4. Considerações finais A
agricultura no país foi historicamente tratada como um setor de apoio ao
desenvolvimento industrial através da produção de alimento barato para
viabilizar os baixos salários e maximizar a capacidade de acumulação do setor
emergente. Os preços baixos dos produtos agrícolas traduzem-se em baixa
remuneração aos agricultores, reduzindo as condições de competitividade dos
produtores com pequena escala. O êxodo rural foi o impacto esperado desta
política, criando assim uma grande oferta de mão-de-obra que garantiu a formação
dos baixos salários urbanos. A visão da natureza como um bem inesgotável também
levou a uma forma de manejo predatória cujo sinal mais evidente é o aumento das
áreas desérticas e o assoreamento dos cursos d’água. Vários estudos já
demonstraram o impacto social e ambiental da agricultura quimificada,
fortalecida no Brasil a partir dos anos 70s.

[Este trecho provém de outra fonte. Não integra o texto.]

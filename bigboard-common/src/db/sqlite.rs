//! SQLite-backed board store

use async_trait::async_trait;
use sqlx::sqlite::SqliteRow;
use sqlx::{Row, SqlitePool};
use std::path::Path;
use tracing::{debug, info, warn};

use super::init::{init_database, seed_default_categories};
use super::BoardStore;
use crate::model::{
    palette_color, parse_date, parse_optional_time, Category, FamilyMember, Item, NewItem,
    Recurrence, DATE_FORMAT, TIME_FORMAT,
};
use crate::{Error, Result};

const ITEM_COLUMNS: &str = "id, title, family_member, date, time, category, recurrence, \
                            recurrence_day, handled, handled_date, stay_until_done";

#[derive(Clone)]
pub struct SqliteStore {
    pool: SqlitePool,
}

impl SqliteStore {
    pub fn new(pool: SqlitePool) -> Self {
        Self { pool }
    }

    /// Open (creating if needed) the database file at `db_path`
    pub async fn open(db_path: &Path) -> Result<Self> {
        Ok(Self::new(init_database(db_path).await?))
    }
}

fn item_from_row(row: &SqliteRow) -> Result<Item> {
    let id: i64 = row.try_get("id")?;
    let occurs_on = parse_date(&row.try_get::<String, _>("date")?)
        .map_err(|e| Error::Internal(format!("item {} has unreadable date: {}", id, e)))?;

    // unreadable optional fields are dropped so one bad row cannot hide the board
    let time_of_day = readable(
        id,
        "time",
        parse_optional_time(row.try_get::<Option<String>, _>("time")?.as_deref()),
    )
    .flatten();
    let recurrence = Recurrence::parse_optional(
        row.try_get::<Option<String>, _>("recurrence")?.as_deref(),
    )
    .unwrap_or_else(|e| {
        warn!("Item {} has unreadable recurrence, ignoring it: {}", id, e);
        None
    });

    let handled = row.try_get::<i64, _>("handled")? != 0;
    let handled_on = match row.try_get::<Option<String>, _>("handled_date")? {
        Some(raw) if handled => readable(id, "handled_date", parse_date(&raw)),
        _ => None,
    };

    Ok(Item {
        id,
        title: row.try_get("title")?,
        owner: row.try_get("family_member")?,
        occurs_on,
        time_of_day,
        category: row.try_get("category")?,
        // a rule-less item never carries a rule day
        recurrence_day: recurrence.filter(Recurrence::takes_day).and(
            row.try_get::<Option<i64>, _>("recurrence_day")?
                .and_then(|d| u8::try_from(d).ok()),
        ),
        recurrence,
        // a handled row without a date cannot be trusted as handled
        handled: handled && handled_on.is_some(),
        handled_on,
        stay_until_done: row.try_get::<i64, _>("stay_until_done")? != 0,
    })
}

fn readable<T>(id: i64, field: &str, parsed: Result<T>) -> Option<T> {
    parsed
        .map_err(|e| warn!("Item {} has unreadable {}, ignoring it: {}", id, field, e))
        .ok()
}

fn format_time(item_time: Option<chrono::NaiveTime>) -> Option<String> {
    item_time.map(|t| t.format(TIME_FORMAT).to_string())
}

#[async_trait]
impl BoardStore for SqliteStore {
    async fn list_items(&self) -> Result<Vec<Item>> {
        let query = format!(
            "SELECT {} FROM items ORDER BY date, time IS NULL, time, title",
            ITEM_COLUMNS
        );
        let rows = sqlx::query(&query).fetch_all(&self.pool).await?;
        Ok(rows
            .iter()
            .filter_map(|row| match item_from_row(row) {
                Ok(item) => Some(item),
                Err(e) => {
                    warn!("Skipping unreadable item row: {}", e);
                    None
                }
            })
            .collect())
    }

    async fn get_item(&self, id: i64) -> Result<Option<Item>> {
        let query = format!("SELECT {} FROM items WHERE id = ?", ITEM_COLUMNS);
        sqlx::query(&query)
            .bind(id)
            .fetch_optional(&self.pool)
            .await?
            .as_ref()
            .map(item_from_row)
            .transpose()
    }

    async fn insert_item(&self, item: NewItem) -> Result<Item> {
        let result = sqlx::query(
            r#"
            INSERT INTO items (title, family_member, date, time, category,
                               recurrence, recurrence_day, stay_until_done)
            VALUES (?, ?, ?, ?, ?, ?, ?, ?)
            "#,
        )
        .bind(&item.title)
        .bind(&item.owner)
        .bind(item.occurs_on.format(DATE_FORMAT).to_string())
        .bind(format_time(item.time_of_day))
        .bind(&item.category)
        .bind(item.recurrence.map(|r| r.as_str()))
        .bind(item.recurrence_day.map(i64::from))
        .bind(item.stay_until_done as i64)
        .execute(&self.pool)
        .await?;

        let id = result.last_insert_rowid();
        debug!("Inserted item {} '{}'", id, item.title);

        Ok(Item {
            id,
            title: item.title,
            owner: item.owner,
            occurs_on: item.occurs_on,
            time_of_day: item.time_of_day,
            category: item.category,
            recurrence: item.recurrence,
            recurrence_day: item.recurrence_day,
            stay_until_done: item.stay_until_done,
            handled: false,
            handled_on: None,
        })
    }

    async fn save_item(&self, item: &Item) -> Result<bool> {
        let result = sqlx::query(
            r#"
            UPDATE items
            SET title = ?, family_member = ?, date = ?, time = ?, category = ?,
                recurrence = ?, recurrence_day = ?, handled = ?, handled_date = ?,
                stay_until_done = ?
            WHERE id = ?
            "#,
        )
        .bind(&item.title)
        .bind(&item.owner)
        .bind(item.occurs_on.format(DATE_FORMAT).to_string())
        .bind(format_time(item.time_of_day))
        .bind(&item.category)
        .bind(item.recurrence.map(|r| r.as_str()))
        .bind(item.recurrence_day.map(i64::from))
        .bind(item.handled as i64)
        .bind(item.handled_on.map(|d| d.format(DATE_FORMAT).to_string()))
        .bind(item.stay_until_done as i64)
        .bind(item.id)
        .execute(&self.pool)
        .await?;

        Ok(result.rows_affected() > 0)
    }

    async fn delete_item(&self, id: i64) -> Result<bool> {
        let result = sqlx::query("DELETE FROM items WHERE id = ?")
            .bind(id)
            .execute(&self.pool)
            .await?;
        Ok(result.rows_affected() > 0)
    }

    async fn get_or_create_member(&self, name: &str) -> Result<FamilyMember> {
        let existing: Option<String> =
            sqlx::query_scalar("SELECT color FROM family_members WHERE name = ?")
                .bind(name)
                .fetch_optional(&self.pool)
                .await?;
        if let Some(color) = existing {
            return Ok(FamilyMember {
                name: name.to_string(),
                color,
            });
        }

        let count: i64 = sqlx::query_scalar("SELECT COUNT(*) FROM family_members")
            .fetch_one(&self.pool)
            .await?;
        let color = palette_color(count as usize);

        // OR IGNORE: a concurrent creator may have won; re-read below either way
        sqlx::query("INSERT OR IGNORE INTO family_members (name, color) VALUES (?, ?)")
            .bind(name)
            .bind(color)
            .execute(&self.pool)
            .await?;

        let color: String = sqlx::query_scalar("SELECT color FROM family_members WHERE name = ?")
            .bind(name)
            .fetch_one(&self.pool)
            .await?;
        info!("Family member '{}' created with color {}", name, color);

        Ok(FamilyMember {
            name: name.to_string(),
            color,
        })
    }

    async fn list_members(&self) -> Result<Vec<FamilyMember>> {
        let rows = sqlx::query("SELECT name, color FROM family_members ORDER BY name")
            .fetch_all(&self.pool)
            .await?;
        rows.iter()
            .map(|row| {
                Ok(FamilyMember {
                    name: row.try_get("name")?,
                    color: row.try_get("color")?,
                })
            })
            .collect()
    }

    async fn set_member_color(&self, name: &str, color: &str) -> Result<Option<FamilyMember>> {
        let result = sqlx::query("UPDATE family_members SET color = ? WHERE name = ?")
            .bind(color)
            .bind(name)
            .execute(&self.pool)
            .await?;

        Ok((result.rows_affected() > 0).then(|| FamilyMember {
            name: name.to_string(),
            color: color.to_string(),
        }))
    }

    async fn list_categories(&self) -> Result<Vec<Category>> {
        let names: Vec<String> = sqlx::query_scalar("SELECT name FROM categories ORDER BY name")
            .fetch_all(&self.pool)
            .await?;
        Ok(names.into_iter().map(|name| Category { name }).collect())
    }

    async fn add_category(&self, name: &str) -> Result<Category> {
        sqlx::query("INSERT OR IGNORE INTO categories (name) VALUES (?)")
            .bind(name)
            .execute(&self.pool)
            .await?;
        Ok(Category {
            name: name.to_string(),
        })
    }

    async fn delete_category(&self, name: &str) -> Result<bool> {
        let result = sqlx::query("DELETE FROM categories WHERE name = ?")
            .bind(name)
            .execute(&self.pool)
            .await?;
        Ok(result.rows_affected() > 0)
    }

    async fn clear_all(&self) -> Result<()> {
        let mut tx = self.pool.begin().await?;
        sqlx::query("DELETE FROM items").execute(&mut *tx).await?;
        sqlx::query("DELETE FROM family_members").execute(&mut *tx).await?;
        sqlx::query("DELETE FROM categories").execute(&mut *tx).await?;
        seed_default_categories(&mut *tx).await?;
        tx.commit().await?;

        info!("Board database cleared");
        Ok(())
    }
}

Discute-se aqui a possível contribuição que a agricultura, e mais
especificamente a agricultura orgânica, pode dar para a proteção do ambiente de
áreas preservadas, em geral, e de mananciais, em particular.
Esta mudança de uso do solo ocorre de forma não planejada, fundamentalmente em
função de contradições na legislação pertinente e/ou por falta de definição
clara de restrição de alteração da paisagem.
A valorização da terra, em função da possibilidade de mudança de uso, causada
pela proximidade da cidade, cria forças de expulsão da atividade agrícola, a
qual só se mantém onde ocorre o uso intensivo da terra e se caracteriza pelo
alto valor agregado. Por outro lado, a importância do urbano leva as
administrações municipais a ficarem orientadas pelos problemas mais visíveis,
deixando o rural e o agrícola sem atendimento. É neste quadro que os
agricultores, sem assistência técnica e política, só têm duas alternativas: a
organização social e a luta pela inserção social (Alto Tiête-Cabeceiras) ou o
individualismo e o abandono gradativo do local e/ou da atividade (Billings e
Guarapiranga).
No caso da agricultura, a questão do trabalho 'pesado', que muitas vezes afasta
os jovens, é compensada pela questão da autonomia e do modo de vida que atrai
outros. Existe, portanto, um perfil de pessoas que buscam a atividade agrícola
por razões que vão além do econômico. Nos municípios da Bacia do Alto Tietê,
identificaram-se casos de jovens que retornam ao meio rural para desenvolver
atividade mais lucrativa nas propriedades dos pais, após experiência de estudo e
de trabalho urbano. Existem jovens que optam pelo trabalho agrícola, como melhor
alternativa de emprego e renda na região. Desta forma, apesar de existir uma
tendência histórica de êxodo rural que se reflete nas estatísticas oficiais, foi
identificada a tendência a um movimento inverso de pessoas atraídas por um modo
de vida longe da urbanização.
A violência, o roubo e o furto são os principais fatores alegados para o
abandono da atividade. A dificuldade e a insuficiência do serviço de segurança
pública deixam algumas regiões mais próximas das áreas urbanas impossíveis para
o desenvolvimento de atividades rurais. São duas comunidades que possuem pouca
interação. Em geral, o morador urbano, que chegou a região já nesta condição,
desconhece a área e vê no rural o perigo e o desconforto, mas não a beleza. O
antigo morador olha com desconfiança para os recém chegados, com quem associa a
perda da tranqüilidade e a insegurança.
O primeiro desafio para fortalecer a agricultura peri-urbana está em buscar
estratégias de aproximação destes dois grupos. As principais alternativas são: a
agricultura urbana como um instrumento importante para contribuir para a
segurança alimentar e para a construção de espaços de solidariedade entre as
populações mais carentes, com o apoio e a orientação dos agricultores da região;
a ocupação das áreas de risco por pomares comunitários como estratégia de
emprego, renda, integração social e construção da cidadania; e, em outros casos,
a integração através de laços de comércio solidário, para a parcela da população
que se pode apresentar como consumidora, no mercado destes produtos.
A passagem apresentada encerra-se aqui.